Reubens first brought Pee-wee to his stage show, “The Pee-wee Herman Show,” performed at the Roxy Theater in West Hollywood, California and featured on HBO. He began appearing widely as Pee-wee, including in “Cheech & Chong’s Next Movie” and on “Late Night with David Letterman.” In 1985, the feature film “Pee-wee’s Big Adventure” debuted, written by and starring Reubens and directed by Tim Burton, his first feature film. A moderate box office success that received mixed reviews, the film went on to become a cult classic. And it spawned another cult classic, the TV show “Pee-wee’s Playhouse.”

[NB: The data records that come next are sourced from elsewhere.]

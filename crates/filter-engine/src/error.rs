use anime_filters_store::StoreError;
use thiserror::Error;

pub type Result<T> = std::result::Result<T, FilterError>;

#[derive(Error, Debug)]
pub enum FilterError {
    #[error("No anime name given")]
    EmptyInput,

    #[error("Empty query")]
    EmptyQuery,

    #[error("No anime in the filter list yet")]
    Empty,

    #[error("Filters are currently stopped")]
    Inactive,

    #[error("Storage unavailable: {0}")]
    StorageUnavailable(#[from] StoreError),
}

impl FilterError {
    /// Stable wire code for adapters.
    #[must_use]
    pub const fn code(&self) -> &'static str {
        match self {
            Self::EmptyInput => "empty_input",
            Self::EmptyQuery => "empty_query",
            Self::Empty => "empty",
            Self::Inactive => "inactive",
            Self::StorageUnavailable(_) => "storage_unavailable",
        }
    }
}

Debuting in 1986, “Pee-wee’s Playhouse” was a children’s show that Reubens carefully kept wholesome, including being sure never to be photographed with a cigarette. He wove positive lessons into the show’s goofy, frenetic half-hours – even as he delighted children with bits like the secret word, instructing them to “scream real loud” when they heard it on the show. Reubens was joined on his show by such actors as Laurence Fishburne, Phil Hartman (1948–1998), John Paragon (1954–2021), and a young Natasha Lyonne. While the show ran, gaining him several Daytime Emmy Award nominations, Reubens also starred in a big screen sequel, “Big Top Pee-wee.”
Shortly after the 1991 series finale of “Pee-wee’s Playhouse,” Reubens made headlines for an incident in which he was arrested for indecent exposure at an adult movie theater. He pled no contest to the charges and performed community service. The incident soured Reubens and Pee-wee in the eyes of some, but he also received widespread support from celebrities. Another high-profile arrest came in 2002, when police seized his large collection of vintage erotica, alleging that it included child pornography. Reubens strongly denied the charges, which were later dropped.
The two arrests had a dampening effect on Reubens’ career, but he did continue to work throughout his life. In 1992, not long after his high-profile arrest, he had notable roles in both “Batman Returns” and “Buffy the Vampire Slayer,” stealing the show in the latter with his vampire character’s hammy death scene. His other movies would include “Mystery Men,” “Blow,” and “Reno 911!: Miami,” as well as voice roles in such animated films as “The Nightmare Before Christmas” and “The Smurfs.” In 2016, Reubens brought back Pee-wee for a Netflix feature film, “Pee-wee’s Big Holiday.”
On TV, Reubens had a recurring role on “Murphy Brown,” receiving another Emmy nomination, and he appeared on such shows as “Sesame Street,” “Everybody Loves Raymond,” “Reno 911!,” “30 Rock,” “The Blacklist,” and “What We Do in the Shadows.” He also worked extensively as a voice actor for TV, voicing characters on cartoons including “Rugrats,” “Robot Chicken,” “Star Wars Rebels,” “American Dad,” and “Bob’s Burgers.”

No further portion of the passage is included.